### Records for the task
..........

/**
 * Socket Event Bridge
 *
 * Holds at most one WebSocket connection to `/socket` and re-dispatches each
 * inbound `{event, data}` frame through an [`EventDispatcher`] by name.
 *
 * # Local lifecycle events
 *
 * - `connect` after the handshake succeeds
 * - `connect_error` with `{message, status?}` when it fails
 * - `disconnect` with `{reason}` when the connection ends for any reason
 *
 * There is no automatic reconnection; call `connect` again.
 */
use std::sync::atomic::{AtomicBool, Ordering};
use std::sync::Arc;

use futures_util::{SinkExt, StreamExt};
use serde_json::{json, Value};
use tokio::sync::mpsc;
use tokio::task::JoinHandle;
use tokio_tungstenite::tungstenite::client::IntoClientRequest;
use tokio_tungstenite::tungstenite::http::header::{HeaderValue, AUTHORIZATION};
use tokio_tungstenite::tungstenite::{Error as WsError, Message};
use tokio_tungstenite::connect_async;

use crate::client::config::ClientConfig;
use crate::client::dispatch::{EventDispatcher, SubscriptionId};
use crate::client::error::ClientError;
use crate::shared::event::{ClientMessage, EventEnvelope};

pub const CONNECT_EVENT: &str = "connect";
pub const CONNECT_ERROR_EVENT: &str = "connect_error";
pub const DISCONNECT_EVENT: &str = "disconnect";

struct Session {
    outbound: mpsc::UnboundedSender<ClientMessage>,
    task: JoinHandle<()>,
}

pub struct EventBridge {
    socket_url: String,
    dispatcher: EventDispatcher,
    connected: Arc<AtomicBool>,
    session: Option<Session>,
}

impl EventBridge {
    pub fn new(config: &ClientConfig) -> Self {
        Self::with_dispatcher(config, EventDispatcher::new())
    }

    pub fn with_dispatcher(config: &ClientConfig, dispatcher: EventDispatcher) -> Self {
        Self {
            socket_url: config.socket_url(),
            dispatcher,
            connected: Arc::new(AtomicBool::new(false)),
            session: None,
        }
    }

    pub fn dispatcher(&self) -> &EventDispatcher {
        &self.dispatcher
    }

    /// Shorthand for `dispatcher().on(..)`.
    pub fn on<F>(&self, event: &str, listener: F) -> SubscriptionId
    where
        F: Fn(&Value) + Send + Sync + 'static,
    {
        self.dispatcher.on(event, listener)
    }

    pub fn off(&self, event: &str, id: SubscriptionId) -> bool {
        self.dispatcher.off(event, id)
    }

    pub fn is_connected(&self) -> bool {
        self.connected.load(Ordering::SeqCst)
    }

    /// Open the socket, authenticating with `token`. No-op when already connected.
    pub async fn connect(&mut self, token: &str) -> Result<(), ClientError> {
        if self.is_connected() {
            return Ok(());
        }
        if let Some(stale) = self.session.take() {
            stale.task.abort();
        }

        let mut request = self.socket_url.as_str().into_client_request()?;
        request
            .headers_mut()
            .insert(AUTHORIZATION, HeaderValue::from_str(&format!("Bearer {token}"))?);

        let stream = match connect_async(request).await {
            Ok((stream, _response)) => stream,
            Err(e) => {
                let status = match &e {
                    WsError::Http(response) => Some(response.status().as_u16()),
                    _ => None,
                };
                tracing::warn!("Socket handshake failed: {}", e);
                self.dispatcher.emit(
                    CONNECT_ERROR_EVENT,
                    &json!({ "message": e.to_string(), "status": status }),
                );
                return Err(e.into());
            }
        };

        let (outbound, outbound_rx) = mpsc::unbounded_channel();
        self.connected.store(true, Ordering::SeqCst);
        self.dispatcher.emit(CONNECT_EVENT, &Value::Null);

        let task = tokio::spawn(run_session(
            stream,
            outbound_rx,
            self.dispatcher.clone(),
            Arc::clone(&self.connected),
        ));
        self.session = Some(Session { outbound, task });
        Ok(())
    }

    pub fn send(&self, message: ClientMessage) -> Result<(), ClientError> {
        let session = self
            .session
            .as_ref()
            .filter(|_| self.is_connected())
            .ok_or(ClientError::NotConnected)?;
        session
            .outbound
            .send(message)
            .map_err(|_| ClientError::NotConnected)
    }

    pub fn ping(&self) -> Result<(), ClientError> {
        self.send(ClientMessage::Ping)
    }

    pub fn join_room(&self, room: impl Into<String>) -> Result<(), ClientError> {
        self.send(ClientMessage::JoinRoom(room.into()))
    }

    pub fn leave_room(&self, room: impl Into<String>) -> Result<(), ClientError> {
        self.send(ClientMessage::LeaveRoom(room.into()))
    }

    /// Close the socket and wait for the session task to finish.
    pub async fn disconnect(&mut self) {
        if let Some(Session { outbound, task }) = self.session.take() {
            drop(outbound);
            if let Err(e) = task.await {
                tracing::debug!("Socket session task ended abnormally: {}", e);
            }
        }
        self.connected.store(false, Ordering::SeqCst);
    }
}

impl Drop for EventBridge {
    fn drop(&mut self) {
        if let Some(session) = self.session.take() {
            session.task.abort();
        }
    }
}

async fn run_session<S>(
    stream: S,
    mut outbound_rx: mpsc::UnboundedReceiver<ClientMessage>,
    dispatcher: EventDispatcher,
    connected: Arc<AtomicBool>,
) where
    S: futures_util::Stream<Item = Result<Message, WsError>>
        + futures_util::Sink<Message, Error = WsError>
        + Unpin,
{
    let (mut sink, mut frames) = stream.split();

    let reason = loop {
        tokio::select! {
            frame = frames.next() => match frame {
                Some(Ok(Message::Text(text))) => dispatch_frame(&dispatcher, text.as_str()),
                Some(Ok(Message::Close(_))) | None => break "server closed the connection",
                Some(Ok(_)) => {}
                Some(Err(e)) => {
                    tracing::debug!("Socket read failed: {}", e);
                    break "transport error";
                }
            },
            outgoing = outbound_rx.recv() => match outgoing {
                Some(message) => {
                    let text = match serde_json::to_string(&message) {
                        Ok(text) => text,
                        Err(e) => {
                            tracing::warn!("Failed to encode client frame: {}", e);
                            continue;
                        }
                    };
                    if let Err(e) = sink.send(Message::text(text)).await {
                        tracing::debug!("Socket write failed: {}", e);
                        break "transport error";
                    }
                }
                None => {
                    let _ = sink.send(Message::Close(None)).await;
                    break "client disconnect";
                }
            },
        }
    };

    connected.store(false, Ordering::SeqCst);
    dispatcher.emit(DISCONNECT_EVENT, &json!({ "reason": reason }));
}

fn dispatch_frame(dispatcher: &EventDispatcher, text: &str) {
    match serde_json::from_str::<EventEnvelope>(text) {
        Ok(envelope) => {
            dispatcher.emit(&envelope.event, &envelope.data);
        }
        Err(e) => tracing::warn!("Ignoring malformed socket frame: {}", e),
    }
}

..........

### The task
An exact copy of every record is required here.

### The completed task
/**
 * Socket Event Bridge
 *
 * Holds at most one WebSocket connection to `/socket` and re-dispatches each
 * inbound `{event, data}` frame through an [`EventDispatcher`] by name.
 *
 * # Local lifecycle events
 *
 * - `connect` after the handshake succeeds
 * - `connect_error` with `{message, status?}` when it fails
 * - `disconnect` with `{reason}` when the connection ends for any reason
 *
 * There is no automatic reconnection; call `connect` again.
 */
use std::sync::atomic::{AtomicBool, Ordering};
use std::sync::Arc;

use futures_util::{SinkExt, StreamExt};
use serde_json::{json, Value};
use tokio::sync::mpsc;
use tokio::task::JoinHandle;
use tokio_tungstenite::tungstenite::client::IntoClientRequest;
use tokio_tungstenite::tungstenite::http::header::{HeaderValue, AUTHORIZATION};
use tokio_tungstenite::tungstenite::{Error as WsError, Message};
use tokio_tungstenite::connect_async;

use crate::client::config::ClientConfig;
use crate::client::dispatch::{EventDispatcher, SubscriptionId};
use crate::client::error::ClientError;
use crate::shared::event::{ClientMessage, EventEnvelope};

pub const CONNECT_EVENT: &str = "connect";
pub const CONNECT_ERROR_EVENT: &str = "connect_error";
pub const DISCONNECT_EVENT: &str = "disconnect";

struct Session {
    outbound: mpsc::UnboundedSender<ClientMessage>,
    task: JoinHandle<()>,
}

pub struct EventBridge {
    socket_url: String,
    dispatcher: EventDispatcher,
    connected: Arc<AtomicBool>,
    session: Option<Session>,
}

impl EventBridge {
    pub fn new(config: &ClientConfig) -> Self {
        Self::with_dispatcher(config, EventDispatcher::new())
    }

    pub fn with_dispatcher(config: &ClientConfig, dispatcher: EventDispatcher) -> Self {
        Self {
            socket_url: config.socket_url(),
            dispatcher,
            connected: Arc::new(AtomicBool::new(false)),
            session: None,
        }
    }

    pub fn dispatcher(&self) -> &EventDispatcher {
        &self.dispatcher
    }

    /// Shorthand for `dispatcher().on(..)`.
    pub fn on<F>(&self, event: &str, listener: F) -> SubscriptionId
    where
        F: Fn(&Value) + Send + Sync + 'static,
    {
        self.dispatcher.on(event, listener)
    }

    pub fn off(&self, event: &str, id: SubscriptionId) -> bool {
        self.dispatcher.off(event, id)
    }

    pub fn is_connected(&self) -> bool {
        self.connected.load(Ordering::SeqCst)
    }

    /// Open the socket, authenticating with `token`. No-op when already connected.
    pub async fn connect(&mut self, token: &str) -> Result<(), ClientError> {
        if self.is_connected() {
            return Ok(());
        }
        if let Some(stale) = self.session.take() {
            stale.task.abort();
        }

        let mut request = self.socket_url.as_str().into_client_request()?;
        request
            .headers_mut()
            .insert(AUTHORIZATION, HeaderValue::from_str(&format!("Bearer {token}"))?);

        let stream = match connect_async(request).await {
            Ok((stream, _response)) => stream,
            Err(e) => {
                let status = match &e {
                    WsError::Http(response) => Some(response.status().as_u16()),
                    _ => None,
                };
                tracing::warn!("Socket handshake failed: {}", e);
                self.dispatcher.emit(
                    CONNECT_ERROR_EVENT,
                    &json!({ "message": e.to_string(), "status": status }),
                );
                return Err(e.into());
            }
        };

        let (outbound, outbound_rx) = mpsc::unbounded_channel();
        self.connected.store(true, Ordering::SeqCst);
        self.dispatcher.emit(CONNECT_EVENT, &Value::Null);

        let task = tokio::spawn(run_session(
            stream,
            outbound_rx,
            self.dispatcher.clone(),
            Arc::clone(&self.connected),
        ));
        self.session = Some(Session { outbound, task });
        Ok(())
    }

    pub fn send(&self, message: ClientMessage) -> Result<(), ClientError> {
        let session = self
            .session
            .as_ref()
            .filter(|_| self.is_connected())
            .ok_or(ClientError::NotConnected)?;
        session
            .outbound
            .send(message)
            .map_err(|_| ClientError::NotConnected)
    }

    pub fn ping(&self) -> Result<(), ClientError> {
        self.send(ClientMessage::Ping)
    }

    pub fn join_room(&self, room: impl Into<String>) -> Result<(), ClientError> {
        self.send(ClientMessage::JoinRoom(room.into()))
    }

    pub fn leave_room(&self, room: impl Into<String>) -> Result<(), ClientError> {
        self.send(ClientMessage::LeaveRoom(room.into()))
    }

    /// Close the socket and wait for the session task to finish.
    pub async fn disconnect(&mut self) {
        if let Some(Session { outbound, task }) = self.session.take() {
            drop(outbound);
            if let Err(e) = task.await {
                tracing::debug!("Socket session task ended abnormally: {}", e);
            }
        }
        self.connected.store(false, Ordering::SeqCst);
    }
}

impl Drop for EventBridge {
    fn drop(&mut self) {
        if let Some(session) = self.session.take() {
            session.task.abort();
        }
    }
}

async fn run_session<S>(
    stream: S,
    mut outbound_rx: mpsc::UnboundedReceiver<ClientMessage>,
    dispatcher: EventDispatcher,
    connected: Arc<AtomicBool>,
) where
    S: futures_util::Stream<Item = Result<Message, WsError>>
        + futures_util::Sink<Message, Error = WsError>
        + Unpin,
{
    let (mut sink, mut frames) = stream.split();

    let reason = loop {
        tokio::select! {
            frame = frames.next() => match frame {
                Some(Ok(Message::Text(text))) => dispatch_frame(&dispatcher, text.as_str()),
                Some(Ok(Message::Close(_))) | None => break "server closed the connection",
                Some(Ok(_)) => {}
                Some(Err(e)) => {
                    tracing::debug!("Socket read failed: {}", e);
                    break "transport error";
                }
            },
            outgoing = outbound_rx.recv() => match outgoing {
                Some(message) => {
                    let text = match serde_json::to_string(&message) {
                        Ok(text) => text,
                        Err(e) => {
                            tracing::warn!("Failed to encode client frame: {}", e);
                            continue;
                        }
                    };
                    if let Err(e) = sink.send(Message::text(text)).await {
                        tracing::debug!("Socket write failed: {}", e);
                        break "transport error";
                    }
                }
                None => {
                    let _ = sink.send(Message::Close(None)).await;
                    break "client disconnect";
                }
            },
        }
    };

    connected.store(false, Ordering::SeqCst);
    dispatcher.emit(DISCONNECT_EVENT, &json!({ "reason": reason }));
}

fn dispatch_frame(dispatcher: &EventDispatcher, text: &str) {
    match serde_json::from_str::<EventEnvelope>(text) {
        Ok(envelope) => {
            dispatcher.emit(&envelope.event, &envelope.data);
        }
        Err(e) => tracing::warn!("Ignoring malformed socket frame: {}", e),
    }
}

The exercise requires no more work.